The records:
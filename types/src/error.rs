use hex::FromHexError;
use thiserror::Error;

use crate::primitives::{CommitteeIndex, Slot};

#[derive(Debug, Error)]
#[cfg_attr(test, derive(PartialEq))]
pub enum DataError {
    #[error("aggregation bit {position} lies outside committees of combined size {size} at slot {slot}")]
    AggregationBitOutOfRange {
        slot: Slot,
        position: usize,
        size: usize,
    },
    #[error("attestation for slot {attestation_slot} included at slot {inclusion_slot}")]
    InclusionBeforeAttestation {
        attestation_slot: Slot,
        inclusion_slot: Slot,
    },
    #[error("bitlist is empty or missing its length sentinel")]
    BitlistWithoutSentinel,
    #[error("hex string is missing its 0x prefix")]
    MissingHexPrefix,
    #[error("invalid hex string: {0}")]
    InvalidHex(#[from] FromHexError),
    #[error("sync aggregate has {bits} bits but sync committee has {members} members")]
    SyncCommitteeSizeMismatch { bits: usize, members: usize },
    #[error("committee {committee_index} is not among committees for slot {slot}")]
    UnknownCommittee {
        slot: Slot,
        committee_index: CommitteeIndex,
    },
}
use enumset::{EnumSet, EnumSetType};
use strum::Display;
use types::{
    combined::SignedBeaconBlock,
    config::SpecMap,
    containers::Fork,
    nonstandard::{BeaconBlockHeader, ValidatorId},
    primitives::{Epoch, ValidatorIndex},
};

use crate::{
    containers::{AttesterDuty, BeaconCommittee, Genesis, ProposerDuty, SyncCommittee, ValidatorInfo},
    error::ApiError,
    ids::{BlockId, StateId},
};

#[derive(Debug, Display, EnumSetType)]
#[strum(serialize_all = "snake_case")]
pub enum Capability {
    Genesis,
    Spec,
    ForkSchedule,
    Validators,
    ProposerDuties,
    AttesterDuties,
    BeaconCommittees,
    SyncCommittees,
    SignedBeaconBlocks,
    BeaconBlockHeaders,
}

/// The parts of a beacon node an analysis reads from.
///
/// Implementations advertise what they support through [`BeaconNode::capabilities`].
/// Methods outside that set fail with [`ApiError::Unsupported`].
/// Analyses call [`require`] once when they are constructed so that a missing endpoint is
/// reported before any work is done.
pub trait BeaconNode {
    fn capabilities(&self) -> EnumSet<Capability>;

    fn genesis(&self) -> Result<Genesis, ApiError> {
        Err(ApiError::Unsupported(Capability::Genesis))
    }

    fn spec(&self) -> Result<SpecMap, ApiError> {
        Err(ApiError::Unsupported(Capability::Spec))
    }

    fn fork_schedule(&self) -> Result<Vec<Fork>, ApiError> {
        Err(ApiError::Unsupported(Capability::ForkSchedule))
    }

    /// Validators in `state`. An empty `ids` selects every validator.
    fn validators(
        &self,
        _state: StateId,
        _ids: &[ValidatorId],
    ) -> Result<Vec<ValidatorInfo>, ApiError> {
        Err(ApiError::Unsupported(Capability::Validators))
    }

    fn proposer_duties(&self, _epoch: Epoch) -> Result<Vec<ProposerDuty>, ApiError> {
        Err(ApiError::Unsupported(Capability::ProposerDuties))
    }

    fn attester_duties(
        &self,
        _epoch: Epoch,
        _indices: &[ValidatorIndex],
    ) -> Result<Vec<AttesterDuty>, ApiError> {
        Err(ApiError::Unsupported(Capability::AttesterDuties))
    }

    fn beacon_committees(
        &self,
        _state: StateId,
        _epoch: Option<Epoch>,
    ) -> Result<Vec<BeaconCommittee>, ApiError> {
        Err(ApiError::Unsupported(Capability::BeaconCommittees))
    }

    fn sync_committee(
        &self,
        _state: StateId,
        _epoch: Option<Epoch>,
    ) -> Result<SyncCommittee, ApiError> {
        Err(ApiError::Unsupported(Capability::SyncCommittees))
    }

    /// `Ok(None)` means the node has no block for `block_id`, typically an empty slot.
    fn signed_beacon_block(
        &self,
        _block_id: BlockId,
    ) -> Result<Option<SignedBeaconBlock>, ApiError> {
        Err(ApiError::Unsupported(Capability::SignedBeaconBlocks))
    }

    /// `Ok(None)` means the node has no header for `block_id`, typically an empty slot.
    fn beacon_block_header(
        &self,
        _block_id: BlockId,
    ) -> Result<Option<BeaconBlockHeader>, ApiError> {
        Err(ApiError::Unsupported(Capability::BeaconBlockHeaders))
    }
}

pub fn require<N: BeaconNode + ?Sized>(
    node: &N,
    required: EnumSet<Capability>,
) -> Result<(), ApiError> {
    match (required - node.capabilities()).iter().next() {
        Some(missing) => Err(ApiError::MissingCapability(missing)),
        None => Ok(()),
    }
}
use core::ops::RangeInclusive;

use anyhow::{Context as _, Result};
use beacon_api::{require, BeaconNode, Capability, Deadline};
use chain_time::ChainTime;
use log::info;
use types::primitives::{Epoch, Slot};

use crate::weights::RewardWeights;

pub const DEFAULT_MAX_WALK_STEPS: u64 = 1024;

#[derive(Clone, Copy, Debug)]
pub struct AnalysisOptions {
    /// Applies to every request made during the analysis, including backward walks.
    pub deadline: Deadline,
    /// Longest walk back through empty or orphaned slots before giving up.
    pub max_walk_steps: u64,
}

impl Default for AnalysisOptions {
    fn default() -> Self {
        Self {
            deadline: Deadline::none(),
            max_walk_steps: DEFAULT_MAX_WALK_STEPS,
        }
    }
}

/// Chain parameters every analysis needs, obtained from the node once per run.
#[derive(Clone, Debug)]
pub struct ChainContext {
    pub chain_time: ChainTime,
    pub weights: RewardWeights,
}

impl ChainContext {
    pub fn load<N: BeaconNode + ?Sized>(node: &N) -> Result<Self> {
        require(
            node,
            Capability::Genesis | Capability::Spec | Capability::ForkSchedule,
        )?;

        let genesis = node.genesis().context("failed to obtain genesis")?;
        let spec = node.spec().context("failed to obtain spec")?;
        let fork_schedule = node
            .fork_schedule()
            .context("failed to obtain fork schedule")?;

        let chain_time = ChainTime::new(genesis.genesis_time, &spec, &fork_schedule)
            .context("failed to set up chain time")?;

        let weights =
            RewardWeights::from_spec(&spec).context("failed to obtain reward weights")?;

        info!(
            "connected to chain with genesis at {}, current slot {}",
            genesis.genesis_time,
            chain_time.current_slot(),
        );

        Ok(Self {
            chain_time,
            weights,
        })
    }

    /// Slots whose blocks may include attestations for `epoch`, cut off at `current_slot`.
    #[must_use]
    pub fn inclusion_window(&self, epoch: Epoch, current_slot: Slot) -> RangeInclusive<Slot> {
        let first_slot = self.chain_time.first_slot_of_epoch(epoch);
        let last_slot = self
            .chain_time
            .first_slot_of_epoch(epoch.saturating_add(2))
            .min(current_slot);

        first_slot.saturating_add(1)..=last_slot
    }
}
//! Chain constants as reported by a beacon node.
//!
//! Nodes serve their configuration as a flat map of strings. Values are classified on ingestion so
//! that a constant of the wrong kind can be reported instead of silently misread.

use core::{
    fmt::{Formatter, Result as FmtResult},
    time::Duration,
};
use std::collections::BTreeMap;

use serde::{
    de::{IgnoredAny, MapAccess, Visitor},
    Deserialize, Deserializer,
};
use thiserror::Error;

const DURATION_KEYS_IN_SECONDS: &[&str] = &["SECONDS_PER_SLOT"];
const DURATION_KEYS_IN_MILLISECONDS: &[&str] = &["SLOT_DURATION_MS"];

#[derive(Debug, Error)]
#[cfg_attr(test, derive(PartialEq, Eq))]
pub enum ConfigError {
    #[error("required spec constant {key} is missing")]
    MissingKey { key: &'static str },
    #[error("spec constant {key} has unexpected type (expected {expected}, found {found})")]
    WrongType {
        key: &'static str,
        expected: &'static str,
        found: &'static str,
    },
    #[error("spec constant {key} must not be zero")]
    ZeroValue { key: &'static str },
}

#[derive(Clone, PartialEq, Eq, Debug)]
pub enum SpecValue {
    Uint(u64),
    Duration(Duration),
    Hex(Vec<u8>),
    Text(String),
}

impl SpecValue {
    #[must_use]
    pub fn classify(key: &str, raw: &str) -> Self {
        if let Ok(number) = raw.parse::<u64>() {
            if DURATION_KEYS_IN_SECONDS.contains(&key) {
                return Self::Duration(Duration::from_secs(number));
            }

            if DURATION_KEYS_IN_MILLISECONDS.contains(&key) {
                return Self::Duration(Duration::from_millis(number));
            }

            return Self::Uint(number);
        }

        if let Some(bytes) = raw
            .strip_prefix("0x")
            .and_then(|digits| hex::decode(digits).ok())
        {
            return Self::Hex(bytes);
        }

        Self::Text(raw.to_owned())
    }

    const fn kind(&self) -> &'static str {
        match self {
            Self::Uint(_) => "unsigned integer",
            Self::Duration(_) => "duration",
            Self::Hex(_) => "hex bytes",
            Self::Text(_) => "text",
        }
    }
}

#[derive(Clone, PartialEq, Eq, Default, Debug)]
pub struct SpecMap {
    values: BTreeMap<String, SpecValue>,
}

impl SpecMap {
    pub fn insert(&mut self, key: impl Into<String>, value: SpecValue) {
        self.values.insert(key.into(), value);
    }

    pub fn remove(&mut self, key: &str) -> Option<SpecValue> {
        self.values.remove(key)
    }

    #[must_use]
    pub fn get(&self, key: &str) -> Option<&SpecValue> {
        self.values.get(key)
    }

    #[must_use]
    pub fn len(&self) -> usize {
        self.values.len()
    }

    #[must_use]
    pub fn is_empty(&self) -> bool {
        self.values.is_empty()
    }

    pub fn uint(&self, key: &'static str) -> Result<Option<u64>, ConfigError> {
        match self.get(key) {
            None => Ok(None),
            Some(SpecValue::Uint(value)) => Ok(Some(*value)),
            Some(other) => Err(wrong_type(key, "unsigned integer", other)),
        }
    }

    pub fn uint_or(&self, key: &'static str, default: u64) -> Result<u64, ConfigError> {
        self.uint(key).map(|value| value.unwrap_or(default))
    }

    pub fn required_uint(&self, key: &'static str) -> Result<u64, ConfigError> {
        self.uint(key)?.ok_or(ConfigError::MissingKey { key })
    }

    pub fn duration(&self, key: &'static str) -> Result<Option<Duration>, ConfigError> {
        match self.get(key) {
            None => Ok(None),
            Some(SpecValue::Duration(value)) => Ok(Some(*value)),
            Some(other) => Err(wrong_type(key, "duration", other)),
        }
    }

    pub fn hex(&self, key: &'static str) -> Result<Option<&[u8]>, ConfigError> {
        match self.get(key) {
            None => Ok(None),
            Some(SpecValue::Hex(bytes)) => Ok(Some(bytes)),
            Some(other) => Err(wrong_type(key, "hex bytes", other)),
        }
    }
}

impl<K: Into<String>> FromIterator<(K, SpecValue)> for SpecMap {
    fn from_iter<I: IntoIterator<Item = (K, SpecValue)>>(pairs: I) -> Self {
        let values = pairs
            .into_iter()
            .map(|(key, value)| (key.into(), value))
            .collect();

        Self { values }
    }
}

// Nodes mostly send strings, but some send native numbers and newer configurations contain nested
// structures such as blob schedules. Nested values are irrelevant here and are skipped.
impl<'de> Deserialize<'de> for SpecMap {
    fn deserialize<D: Deserializer<'de>>(deserializer: D) -> Result<Self, D::Error> {
        #[derive(Deserialize)]
        #[serde(untagged)]
        enum RawValue {
            Text(String),
            Number(u64),
            Other(IgnoredAny),
        }

        struct SpecMapVisitor;

        impl<'de> Visitor<'de> for SpecMapVisitor {
            type Value = SpecMap;

            fn expecting(&self, formatter: &mut Formatter) -> FmtResult {
                formatter.write_str("a map of spec constants")
            }

            fn visit_map<A: MapAccess<'de>>(self, mut map: A) -> Result<Self::Value, A::Error> {
                let mut spec = SpecMap::default();

                while let Some((key, raw)) = map.next_entry::<String, RawValue>()? {
                    let value = match raw {
                        RawValue::Text(text) => SpecValue::classify(&key, &text),
                        RawValue::Number(number) => SpecValue::classify(&key, &number.to_string()),
                        RawValue::Other(_) => continue,
                    };

                    spec.insert(key, value);
                }

                Ok(spec)
            }
        }

        deserializer.deserialize_map(SpecMapVisitor)
    }
}

const fn wrong_type(key: &'static str, expected: &'static str, found: &SpecValue) -> ConfigError {
    ConfigError::WrongType {
        key,
        expected,
        found: found.kind(),
    }
}

#[cfg(test)]
mod tests {
    use serde_json::json;
    use test_case::test_case;

    use super::*;

    #[test_case("SLOTS_PER_EPOCH", "32" => SpecValue::Uint(32))]
    #[test_case("SECONDS_PER_SLOT", "12" => SpecValue::Duration(Duration::from_secs(12)))]
    #[test_case("SLOT_DURATION_MS", "6000" => SpecValue::Duration(Duration::from_secs(6)))]
    #[test_case("ALTAIR_FORK_VERSION", "0x01000000" => SpecValue::Hex(vec![1, 0, 0, 0]))]
    #[test_case("CONFIG_NAME", "mainnet" => SpecValue::Text("mainnet".to_owned()))]
    fn classify_recognizes_value_kinds(key: &str, raw: &str) -> SpecValue {
        SpecValue::classify(key, raw)
    }

    #[test]
    fn deserialize_skips_nested_values() -> serde_json::Result<()> {
        let spec = serde_json::from_value::<SpecMap>(json!({
            "SLOTS_PER_EPOCH": "32",
            "WEIGHT_DENOMINATOR": 64,
            "BLOB_SCHEDULE": [{ "EPOCH": "1", "MAX_BLOBS_PER_BLOCK": "9" }],
        }))?;

        assert_eq!(spec.len(), 2);
        assert_eq!(spec.get("SLOTS_PER_EPOCH"), Some(&SpecValue::Uint(32)));
        assert_eq!(spec.get("WEIGHT_DENOMINATOR"), Some(&SpecValue::Uint(64)));

        Ok(())
    }

    #[test]
    fn uint_reports_wrong_type() {
        let spec = SpecMap::from_iter([("SLOTS_PER_EPOCH", SpecValue::Text("many".to_owned()))]);

        assert_eq!(
            spec.uint("SLOTS_PER_EPOCH"),
            Err(ConfigError::WrongType {
                key: "SLOTS_PER_EPOCH",
                expected: "unsigned integer",
                found: "text",
            }),
        );
    }

    #[test]
    fn required_uint_reports_missing_key() {
        assert_eq!(
            SpecMap::default().required_uint("SLOTS_PER_EPOCH"),
            Err(ConfigError::MissingKey {
                key: "SLOTS_PER_EPOCH",
            }),
        );
    }

    #[test]
    fn uint_or_falls_back_only_when_absent() -> Result<(), ConfigError> {
        let spec = SpecMap::from_iter([("TIMELY_HEAD_WEIGHT", SpecValue::Uint(20))]);

        assert_eq!(spec.uint_or("TIMELY_HEAD_WEIGHT", 14)?, 20);
        assert_eq!(spec.uint_or("TIMELY_SOURCE_WEIGHT", 14)?, 14);

        Ok(())
    }
}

What is being asked: Return every line of the entries above that the string "RangeInclusive" appears in.

Reply to the task:
use core::ops::RangeInclusive;
    pub fn inclusion_window(&self, epoch: Epoch, current_slot: Slot) -> RangeInclusive<Slot> {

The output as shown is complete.